Dataset records:
* * * * *

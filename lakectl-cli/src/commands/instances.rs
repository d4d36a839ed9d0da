//! Database instance discovery
//!
//! Commands: list, show, create

use anyhow::{Context, Result};
use clap::{Parser, Subcommand};
use lakectl_core::{provision, DatabaseInstance, LakectlConfig, ProvisionPlan, WorkspaceClient};
use serde_json::{json, Value as JsonValue};
use tracing::info;

use super::workspace_client;
use crate::output::{print_json, render_table, OutputFormat};

#[derive(Parser, Debug)]
pub struct InstancesArgs {
    #[command(subcommand)]
    pub command: InstancesCommands,
}

#[derive(Subcommand, Debug)]
pub enum InstancesCommands {
    /// List database instances visible to the workspace token
    List,
    /// Show a single database instance
    Show {
        /// Instance name
        name: String,
    },
    /// Create an instance, a database catalog on it, and a synced demo table
    Create(CreateArgs),
}

#[derive(Parser, Debug)]
pub struct CreateArgs {
    /// Acknowledge that the created resources are billed to the workspace
    #[arg(long = "i-understand-costs")]
    pub i_understand_costs: bool,

    /// Instance name (default: <user id>-lakebase-demo)
    #[arg(long)]
    pub name: Option<String>,

    /// Instance capacity
    #[arg(long, default_value = "CU_1")]
    pub capacity: String,

    /// Number of nodes
    #[arg(long, default_value_t = 1)]
    pub node_count: u32,

    /// Enable readable secondaries
    #[arg(long)]
    pub enable_readable_secondaries: bool,

    /// Point-in-time restore window in days
    #[arg(long = "retention-days", default_value_t = 7)]
    pub retention_days: u32,

    /// Database created behind the catalog
    #[arg(long, default_value = "demo_database")]
    pub database: String,

    /// Catalog name (default: <user id>-pg-catalog)
    #[arg(long, env = "LAKEBASE_CATALOG_NAME")]
    pub catalog: Option<String>,

    /// Catalog holding the sync pipeline's storage
    #[arg(long, env = "SYNCED_TABLE_STORAGE_CATALOG")]
    pub storage_catalog: Option<String>,

    /// Schema holding the sync pipeline's storage
    #[arg(long, env = "SYNCED_TABLE_STORAGE_SCHEMA")]
    pub storage_schema: Option<String>,

    /// Minutes to wait for the instance to become available
    #[arg(long, default_value_t = 20)]
    pub wait_minutes: u64,
}

impl CreateArgs {
    /// What `create` would do, with unresolved names shown as their patterns.
    fn summary(&self) -> String {
        let instance = self.name.as_deref().unwrap_or("<user id>-lakebase-demo");
        let catalog = self.catalog.as_deref().unwrap_or("<user id>-pg-catalog");
        format!(
            "instance: {instance} ({}, {} node(s), {} day retention)\n\
             catalog:  {catalog} over database {}\n",
            self.capacity, self.node_count, self.retention_days, self.database
        )
    }

    fn apply(self, mut plan: ProvisionPlan) -> ProvisionPlan {
        if let Some(name) = self.name {
            plan.instance_name = name;
        }
        if let Some(catalog) = self.catalog {
            plan.catalog_name = catalog;
        }
        if let Some(storage_catalog) = self.storage_catalog {
            plan.storage_catalog = storage_catalog;
        }
        if let Some(storage_schema) = self.storage_schema {
            plan.storage_schema = storage_schema;
        }
        plan.capacity = self.capacity;
        plan.node_count = self.node_count;
        plan.enable_readable_secondaries = self.enable_readable_secondaries;
        plan.retention_window_in_days = self.retention_days;
        plan.database_name = self.database;
        plan.ready_timeout = std::time::Duration::from_secs(self.wait_minutes * 60);
        plan.acknowledge_costs(self.i_understand_costs)
    }
}

pub async fn run_instances(args: InstancesArgs, format: OutputFormat) -> Result<()> {
    let instances = match args.command {
        InstancesCommands::List => configured_client()?
            .list_database_instances()
            .await
            .context("Failed to list database instances")?,
        InstancesCommands::Show { name } => vec![configured_client()?
            .get_database_instance(&name)
            .await
            .with_context(|| format!("Failed to look up instance {name:?}"))?],
        InstancesCommands::Create(create) => return run_create(create, format).await,
    };

    match format {
        OutputFormat::Json => print_json(&instances),
        OutputFormat::Text => {
            let (columns, rows) = instance_table(&instances);
            print!("{}", render_table(&columns, &rows));
            Ok(())
        }
    }
}

fn configured_client() -> Result<WorkspaceClient> {
    workspace_client(&LakectlConfig::load())
}

async fn run_create(args: CreateArgs, format: OutputFormat) -> Result<()> {
    if !args.i_understand_costs {
        eprint!("{}", args.summary());
        eprintln!(
            "This creates a database instance, a catalog and a synced table, all billed to \
             the workspace. Re-run with --i-understand-costs to continue."
        );
        eprintln!("No resources were created.");
        return Ok(());
    }

    let client = configured_client()?;
    let me = client
        .current_user()
        .await
        .context("Failed to determine the workspace user")?;
    let plan = args.apply(ProvisionPlan::for_user(&me));
    info!(instance = %plan.instance_name, catalog = %plan.catalog_name, "provisioning");

    let resources = provision(&client, &plan)
        .await
        .with_context(|| format!("Failed to provision {:?}", plan.instance_name))?;

    match format {
        OutputFormat::Json => print_json(&resources),
        OutputFormat::Text => {
            let (columns, rows) = instance_table(std::slice::from_ref(&resources.instance));
            print!("{}", render_table(&columns, &rows));
            println!("catalog:      {}", resources.catalog.name);
            println!("synced table: {}", resources.synced_table);
            if let Some(pipeline) = &resources.pipeline_id {
                println!("pipeline:     {pipeline}");
            }
            Ok(())
        }
    }
}

fn instance_table(instances: &[DatabaseInstance]) -> (Vec<String>, Vec<Vec<JsonValue>>) {
    let columns = ["name", "state", "capacity", "pg_version", "read_write_dns"]
        .iter()
        .map(|c| c.to_string())
        .collect();
    let rows = instances
        .iter()
        .map(|i| {
            vec![
                json!(i.name),
                json!(i.state),
                json!(i.capacity),
                json!(i.pg_version),
                json!(i.read_write_dns),
            ]
        })
        .collect();
    (columns, rows)
}

#[cfg(test)]
mod tests {
    use super::*;

    #[test]
    fn test_missing_fields_render_as_null() {
        let instance = DatabaseInstance {
            name: "demo-instance".to_string(),
            state: Some("AVAILABLE".to_string()),
            ..Default::default()
        };

        let (columns, rows) = instance_table(&[instance]);
        assert_eq!(columns.len(), 5);
        assert_eq!(rows[0][0], json!("demo-instance"));
        assert_eq!(rows[0][1], json!("AVAILABLE"));
        assert_eq!(rows[0][4], JsonValue::Null);
    }

    #[test]
    fn test_create_summary_shows_name_patterns() {
        let args = CreateArgs::parse_from(["create", "--capacity", "CU_2"]);
        let summary = args.summary();
        assert!(summary.contains("<user id>-lakebase-demo (CU_2, 1 node(s), 7 day retention)"));
        assert!(summary.contains("<user id>-pg-catalog over database demo_database"));
    }

    #[test]
    fn test_create_flags_override_plan_defaults() {
        let args = CreateArgs {
            i_understand_costs: true,
            name: Some("orders-db".to_string()),
            capacity: "CU_4".to_string(),
            node_count: 2,
            enable_readable_secondaries: true,
            retention_days: 3,
            database: "orders".to_string(),
            catalog: None,
            storage_catalog: Some("main".to_string()),
            storage_schema: None,
            wait_minutes: 5,
        };

        let plan = args.apply(ProvisionPlan::for_owner("u42"));
        assert_eq!(plan.instance_name, "orders-db");
        assert_eq!(plan.catalog_name, "u42-pg-catalog");
        assert_eq!(plan.capacity, "CU_4");
        assert_eq!(plan.node_count, 2);
        assert!(plan.enable_readable_secondaries);
        assert_eq!(plan.retention_window_in_days, 3);
        assert_eq!(plan.database_name, "orders");
        assert_eq!(plan.storage_catalog, "main");
        assert_eq!(plan.storage_schema, "default_storage_schema");
        assert_eq!(plan.ready_timeout, std::time::Duration::from_secs(300));
        assert!(plan.costs_acknowledged);
    }
}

* * * * *

→ ASSIGNMENT
The full set of entries above has to be restated exactly.

→ YOUR SOLUTION
filename lakectl-cli/src/commands/instances.rs
repository d4d36a839ed9d0da
//! Database instance discovery
//!
//! Commands: list, show, create

use anyhow::{Context, Result};
use clap::{Parser, Subcommand};
use lakectl_core::{provision, DatabaseInstance, LakectlConfig, ProvisionPlan, WorkspaceClient};
use serde_json::{json, Value as JsonValue};
use tracing::info;

use super::workspace_client;
use crate::output::{print_json, render_table, OutputFormat};

#[derive(Parser, Debug)]
pub struct InstancesArgs {
    #[command(subcommand)]
    pub command: InstancesCommands,
}

#[derive(Subcommand, Debug)]
pub enum InstancesCommands {
    /// List database instances visible to the workspace token
    List,
    /// Show a single database instance
    Show {
        /// Instance name
        name: String,
    },
    /// Create an instance, a database catalog on it, and a synced demo table
    Create(CreateArgs),
}

#[derive(Parser, Debug)]
pub struct CreateArgs {
    /// Acknowledge that the created resources are billed to the workspace
    #[arg(long = "i-understand-costs")]
    pub i_understand_costs: bool,

    /// Instance name (default: <user id>-lakebase-demo)
    #[arg(long)]
    pub name: Option<String>,

    /// Instance capacity
    #[arg(long, default_value = "CU_1")]
    pub capacity: String,

    /// Number of nodes
    #[arg(long, default_value_t = 1)]
    pub node_count: u32,

    /// Enable readable secondaries
    #[arg(long)]
    pub enable_readable_secondaries: bool,

    /// Point-in-time restore window in days
    #[arg(long = "retention-days", default_value_t = 7)]
    pub retention_days: u32,

    /// Database created behind the catalog
    #[arg(long, default_value = "demo_database")]
    pub database: String,

    /// Catalog name (default: <user id>-pg-catalog)
    #[arg(long, env = "LAKEBASE_CATALOG_NAME")]
    pub catalog: Option<String>,

    /// Catalog holding the sync pipeline's storage
    #[arg(long, env = "SYNCED_TABLE_STORAGE_CATALOG")]
    pub storage_catalog: Option<String>,

    /// Schema holding the sync pipeline's storage
    #[arg(long, env = "SYNCED_TABLE_STORAGE_SCHEMA")]
    pub storage_schema: Option<String>,

    /// Minutes to wait for the instance to become available
    #[arg(long, default_value_t = 20)]
    pub wait_minutes: u64,
}

impl CreateArgs {
    /// What `create` would do, with unresolved names shown as their patterns.
    fn summary(&self) -> String {
        let instance = self.name.as_deref().unwrap_or("<user id>-lakebase-demo");
        let catalog = self.catalog.as_deref().unwrap_or("<user id>-pg-catalog");
        format!(
            "instance: {instance} ({}, {} node(s), {} day retention)\n\
             catalog:  {catalog} over database {}\n",
            self.capacity, self.node_count, self.retention_days, self.database
        )
    }

    fn apply(self, mut plan: ProvisionPlan) -> ProvisionPlan {
        if let Some(name) = self.name {
            plan.instance_name = name;
        }
        if let Some(catalog) = self.catalog {
            plan.catalog_name = catalog;
        }
        if let Some(storage_catalog) = self.storage_catalog {
            plan.storage_catalog = storage_catalog;
        }
        if let Some(storage_schema) = self.storage_schema {
            plan.storage_schema = storage_schema;
        }
        plan.capacity = self.capacity;
        plan.node_count = self.node_count;
        plan.enable_readable_secondaries = self.enable_readable_secondaries;
        plan.retention_window_in_days = self.retention_days;
        plan.database_name = self.database;
        plan.ready_timeout = std::time::Duration::from_secs(self.wait_minutes * 60);
        plan.acknowledge_costs(self.i_understand_costs)
    }
}

pub async fn run_instances(args: InstancesArgs, format: OutputFormat) -> Result<()> {
    let instances = match args.command {
        InstancesCommands::List => configured_client()?
            .list_database_instances()
            .await
            .context("Failed to list database instances")?,
        InstancesCommands::Show { name } => vec![configured_client()?
            .get_database_instance(&name)
            .await
            .with_context(|| format!("Failed to look up instance {name:?}"))?],
        InstancesCommands::Create(create) => return run_create(create, format).await,
    };

    match format {
        OutputFormat::Json => print_json(&instances),
        OutputFormat::Text => {
            let (columns, rows) = instance_table(&instances);
            print!("{}", render_table(&columns, &rows));
            Ok(())
        }
    }
}

fn configured_client() -> Result<WorkspaceClient> {
    workspace_client(&LakectlConfig::load())
}

async fn run_create(args: CreateArgs, format: OutputFormat) -> Result<()> {
    if !args.i_understand_costs {
        eprint!("{}", args.summary());
        eprintln!(
            "This creates a database instance, a catalog and a synced table, all billed to \
             the workspace. Re-run with --i-understand-costs to continue."
        );
        eprintln!("No resources were created.");
        return Ok(());
    }

    let client = configured_client()?;
    let me = client
        .current_user()
        .await
        .context("Failed to determine the workspace user")?;
    let plan = args.apply(ProvisionPlan::for_user(&me));
    info!(instance = %plan.instance_name, catalog = %plan.catalog_name, "provisioning");

    let resources = provision(&client, &plan)
        .await
        .with_context(|| format!("Failed to provision {:?}", plan.instance_name))?;

    match format {
        OutputFormat::Json => print_json(&resources),
        OutputFormat::Text => {
            let (columns, rows) = instance_table(std::slice::from_ref(&resources.instance));
            print!("{}", render_table(&columns, &rows));
            println!("catalog:      {}", resources.catalog.name);
            println!("synced table: {}", resources.synced_table);
            if let Some(pipeline) = &resources.pipeline_id {
                println!("pipeline:     {pipeline}");
            }
            Ok(())
        }
    }
}

fn instance_table(instances: &[DatabaseInstance]) -> (Vec<String>, Vec<Vec<JsonValue>>) {
    let columns = ["name", "state", "capacity", "pg_version", "read_write_dns"]
        .iter()
        .map(|c| c.to_string())
        .collect();
    let rows = instances
        .iter()
        .map(|i| {
            vec![
                json!(i.name),
                json!(i.state),
                json!(i.capacity),
                json!(i.pg_version),
                json!(i.read_write_dns),
            ]
        })
        .collect();
    (columns, rows)
}

#[cfg(test)]
mod tests {
    use super::*;

    #[test]
    fn test_missing_fields_render_as_null() {
        let instance = DatabaseInstance {
            name: "demo-instance".to_string(),
            state: Some("AVAILABLE".to_string()),
            ..Default::default()
        };

        let (columns, rows) = instance_table(&[instance]);
        assert_eq!(columns.len(), 5);
        assert_eq!(rows[0][0], json!("demo-instance"));
        assert_eq!(rows[0][1], json!("AVAILABLE"));
        assert_eq!(rows[0][4], JsonValue::Null);
    }

    #[test]
    fn test_create_summary_shows_name_patterns() {
        let args = CreateArgs::parse_from(["create", "--capacity", "CU_2"]);
        let summary = args.summary();
        assert!(summary.contains("<user id>-lakebase-demo (CU_2, 1 node(s), 7 day retention)"));
        assert!(summary.contains("<user id>-pg-catalog over database demo_database"));
    }

    #[test]
    fn test_create_flags_override_plan_defaults() {
        let args = CreateArgs {
            i_understand_costs: true,
            name: Some("orders-db".to_string()),
            capacity: "CU_4".to_string(),
            node_count: 2,
            enable_readable_secondaries: true,
            retention_days: 3,
            database: "orders".to_string(),
            catalog: None,
            storage_catalog: Some("main".to_string()),
            storage_schema: None,
            wait_minutes: 5,
        };

        let plan = args.apply(ProvisionPlan::for_owner("u42"));
        assert_eq!(plan.instance_name, "orders-db");
        assert_eq!(plan.catalog_name, "u42-pg-catalog");
        assert_eq!(plan.capacity, "CU_4");
        assert_eq!(plan.node_count, 2);
        assert!(plan.enable_readable_secondaries);
        assert_eq!(plan.retention_window_in_days, 3);
        assert_eq!(plan.database_name, "orders");
        assert_eq!(plan.storage_catalog, "main");
        assert_eq!(plan.storage_schema, "default_storage_schema");
        assert_eq!(plan.ready_timeout, std::time::Duration::from_secs(300));
        assert!(plan.costs_acknowledged);
    }
}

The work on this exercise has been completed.